START DATA SUPPLIED

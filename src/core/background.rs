/// Background fill: adds bounded random molecules and reactions under
/// the `bg` namespace, each candidate checked against the active guards
/// before committing. Guards see the accumulated ecosystem, prior
/// background additions included, so cumulative violations are caught.
use rand::rngs::StdRng;
use rand::Rng;
use thiserror::Error;

use crate::core::bind::eval_value;
use crate::core::distributions::DistributionRegistry;
use crate::core::expr::ExprError;
use crate::core::guards::{Candidate, GuardError, GuardSet};
use crate::core::rng::derive_rng;
use crate::core::scope::Scope;
use crate::schema::chemistry::{Ecosystem, Molecule, Reaction};
use crate::schema::value::Value;

#[derive(Debug, Error)]
pub enum BackgroundError {
    #[error(
        "background fill exhausted after {retries} retries adding {kind}; last rejection: {last}"
    )]
    Exhausted {
        kind: String,
        retries: u32,
        last: String,
    },
    #[error(transparent)]
    Guard(#[from] GuardError),
    #[error(transparent)]
    Expr(#[from] ExprError),
    #[error("background entity '{name}' is {hops} hops from the main network (max {max})")]
    Isolated { name: String, hops: u32, max: u32 },
}

const DEFAULT_MAX_RETRIES: u32 = 20;
const DEFAULT_PREFER_EXISTING: f64 = 0.8;
const DEFAULT_MAX_ISOLATION: u32 = 2;

struct FillConfig {
    molecule_count: u64,
    reaction_count: u64,
    molecule_body: Value,
    reaction_body: Value,
    prefer_existing: f64,
    max_isolation: u32,
    max_retries: u32,
}

fn read_config(
    spec: &Value,
    distributions: &DistributionRegistry,
    rng: &mut StdRng,
) -> Result<FillConfig, BackgroundError> {
    let scope = Scope::named("background");
    let mut eval_count = |section: &str| -> Result<u64, BackgroundError> {
        match spec.get_path(&format!("{}.count", section)) {
            None => Ok(0),
            Some(raw) => {
                let value = eval_value(raw, &scope, distributions, rng)?;
                Ok(value.as_i64().unwrap_or(0).max(0) as u64)
            }
        }
    };
    let molecule_count = eval_count("molecules")?;
    let reaction_count = eval_count("reactions")?;

    let body_of = |section: &str| -> Value {
        spec.get(section)
            .and_then(Value::as_map)
            .map(|entries| {
                Value::Map(
                    entries
                        .iter()
                        .filter(|(k, _)| k != "count")
                        .cloned()
                        .collect(),
                )
            })
            .unwrap_or_else(Value::map)
    };

    Ok(FillConfig {
        molecule_count,
        reaction_count,
        molecule_body: body_of("molecules"),
        reaction_body: body_of("reactions"),
        prefer_existing: spec
            .get_path("attachment.prefer_existing")
            .and_then(Value::as_f64)
            .unwrap_or(DEFAULT_PREFER_EXISTING),
        max_isolation: spec
            .get_path("attachment.max_isolation")
            .and_then(Value::as_i64)
            .unwrap_or(DEFAULT_MAX_ISOLATION as i64) as u32,
        max_retries: spec
            .get("max_retries")
            .and_then(Value::as_i64)
            .unwrap_or(DEFAULT_MAX_RETRIES as i64) as u32,
    })
}

/// Fill the ecosystem with background content per the `background`
/// section of the spec. Only appends; template-derived structure is
/// never touched.
pub fn fill(
    ecosystem: &mut Ecosystem,
    spec: &Value,
    guard_names: &[String],
    guards: &GuardSet,
    distributions: &DistributionRegistry,
    master_seed: u64,
) -> Result<(), BackgroundError> {
    let mut rng = derive_rng(master_seed, "bg", "fill");
    let config = read_config(spec, distributions, &mut rng)?;
    let scope = Scope::named("background");

    for i in 1..=config.molecule_count {
        let name = format!("m.bg.BG{}", i);
        let mut last = String::from("no attempt");
        let mut committed = false;
        for _ in 0..config.max_retries.max(1) {
            let rendered = eval_value(&config.molecule_body, &scope, distributions, &mut rng)?;
            let molecule = Molecule::from_value(&rendered);
            let candidate = Candidate::Molecule {
                name: name.clone(),
                molecule: molecule.clone(),
            };
            match guards.check(guard_names, ecosystem, &candidate) {
                Ok(()) => {
                    ecosystem.molecules.insert(name.clone(), molecule);
                    committed = true;
                    break;
                }
                Err(GuardError::Violation { reason, .. }) => last = reason,
                Err(unknown) => return Err(unknown.into()),
            }
        }
        if !committed {
            return Err(BackgroundError::Exhausted {
                kind: format!("molecule '{}'", name),
                retries: config.max_retries,
                last,
            });
        }
    }

    for i in 1..=config.reaction_count {
        let name = format!("r.bg.BR{}", i);
        let mut last = String::from("no attempt");
        let mut committed = false;
        for _ in 0..config.max_retries.max(1) {
            let reaction = propose_reaction(ecosystem, &config, distributions, &mut rng)?;
            let candidate = Candidate::Reaction {
                name: name.clone(),
                reaction: reaction.clone(),
            };
            match guards.check(guard_names, ecosystem, &candidate) {
                Ok(()) => {
                    for m in reaction.molecules() {
                        ecosystem
                            .molecules
                            .entry(m.to_string())
                            .or_insert_with(Molecule::default);
                    }
                    ecosystem.reactions.insert(name.clone(), reaction);
                    committed = true;
                    break;
                }
                Err(GuardError::Violation { reason, .. }) => last = reason,
                Err(unknown) => return Err(unknown.into()),
            }
        }
        if !committed {
            return Err(BackgroundError::Exhausted {
                kind: format!("reaction '{}'", name),
                retries: config.max_retries,
                last,
            });
        }
    }

    check_isolation(ecosystem, config.max_isolation)
}

/// Propose one background reaction: pick a reactant, preferring an
/// existing molecule with probability `prefer_existing`, and produce a
/// fresh or existing background molecule.
fn propose_reaction(
    ecosystem: &Ecosystem,
    config: &FillConfig,
    distributions: &DistributionRegistry,
    rng: &mut StdRng,
) -> Result<Reaction, BackgroundError> {
    let scope = Scope::named("background");
    let rendered = eval_value(&config.reaction_body, &scope, distributions, rng)?;
    let mut reaction = Reaction::from_value(&rendered);

    if reaction.reactants.is_empty() {
        let species: Vec<&String> = ecosystem
            .molecules
            .keys()
            .filter(|k| Ecosystem::species_of(k).is_some())
            .collect();
        // Background molecules already attached to some reaction keep
        // new content near the main network.
        let attached: Vec<&String> = ecosystem
            .molecules
            .keys()
            .filter(|k| {
                k.starts_with("m.bg.")
                    && ecosystem
                        .reactions
                        .values()
                        .any(|r| r.molecules().any(|m| m == k.as_str()))
            })
            .collect();
        let pool = if attached.is_empty()
            || species.is_empty()
            || rng.gen_range(0.0..1.0) < config.prefer_existing
        {
            if species.is_empty() { &attached } else { &species }
        } else {
            &attached
        };
        let reactant = if pool.is_empty() {
            format!("m.bg.W{}", rng.gen_range(1..1000))
        } else {
            pool[rng.gen_range(0..pool.len())].clone()
        };
        reaction.reactants.push(reactant);
    }
    if reaction.products.is_empty() {
        let background: Vec<&String> = ecosystem
            .molecules
            .keys()
            .filter(|k| k.starts_with("m.bg."))
            .collect();
        let product = if background.is_empty() {
            format!("m.bg.W{}", rng.gen_range(1..1000))
        } else {
            background[rng.gen_range(0..background.len())].clone()
        };
        reaction.products.push(product);
    }
    Ok(reaction)
}

/// Every background entity must sit within `max_isolation` hops of a
/// species molecule in the undirected reaction adjacency graph.
fn check_isolation(ecosystem: &Ecosystem, max_isolation: u32) -> Result<(), BackgroundError> {
    use std::collections::VecDeque;

    let has_species_molecules = ecosystem
        .molecules
        .keys()
        .any(|k| Ecosystem::species_of(k).is_some());
    if !has_species_molecules {
        return Ok(());
    }

    // Multi-source BFS from all species molecules.
    let mut distance: rustc_hash::FxHashMap<&str, u32> = rustc_hash::FxHashMap::default();
    let mut queue: VecDeque<&str> = VecDeque::new();
    for name in ecosystem.molecules.keys() {
        if Ecosystem::species_of(name).is_some() {
            distance.insert(name, 0);
            queue.push_back(name);
        }
    }
    while let Some(current) = queue.pop_front() {
        let d = distance[current];
        for reaction in ecosystem.reactions.values() {
            if !reaction.molecules().any(|m| m == current) {
                continue;
            }
            for neighbor in reaction.molecules() {
                if !distance.contains_key(neighbor) {
                    distance.insert(neighbor, d + 1);
                    queue.push_back(neighbor);
                }
            }
        }
    }

    for name in ecosystem.molecules.keys() {
        if !name.starts_with("m.bg.") {
            continue;
        }
        // Molecules no reaction touches are ambient substrate; the
        // isolation bound applies to reaction-connected additions.
        let connected = ecosystem
            .reactions
            .values()
            .any(|r| r.molecules().any(|m| m == name.as_str()));
        if !connected {
            continue;
        }
        match distance.get(name.as_str()) {
            Some(d) if *d <= max_isolation => {}
            Some(d) => {
                return Err(BackgroundError::Isolated {
                    name: name.clone(),
                    hops: *d,
                    max: max_isolation,
                })
            }
            None => {
                return Err(BackgroundError::Isolated {
                    name: name.clone(),
                    hops: u32::MAX,
                    max: max_isolation,
                })
            }
        }
    }
    Ok(())
}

END DATA SUPPLIED

*WHAT YOU SHOULD DO*
Give the count of lines above that include the word "products", stating no other information.

*RESPONSE TO THIS TASK*
2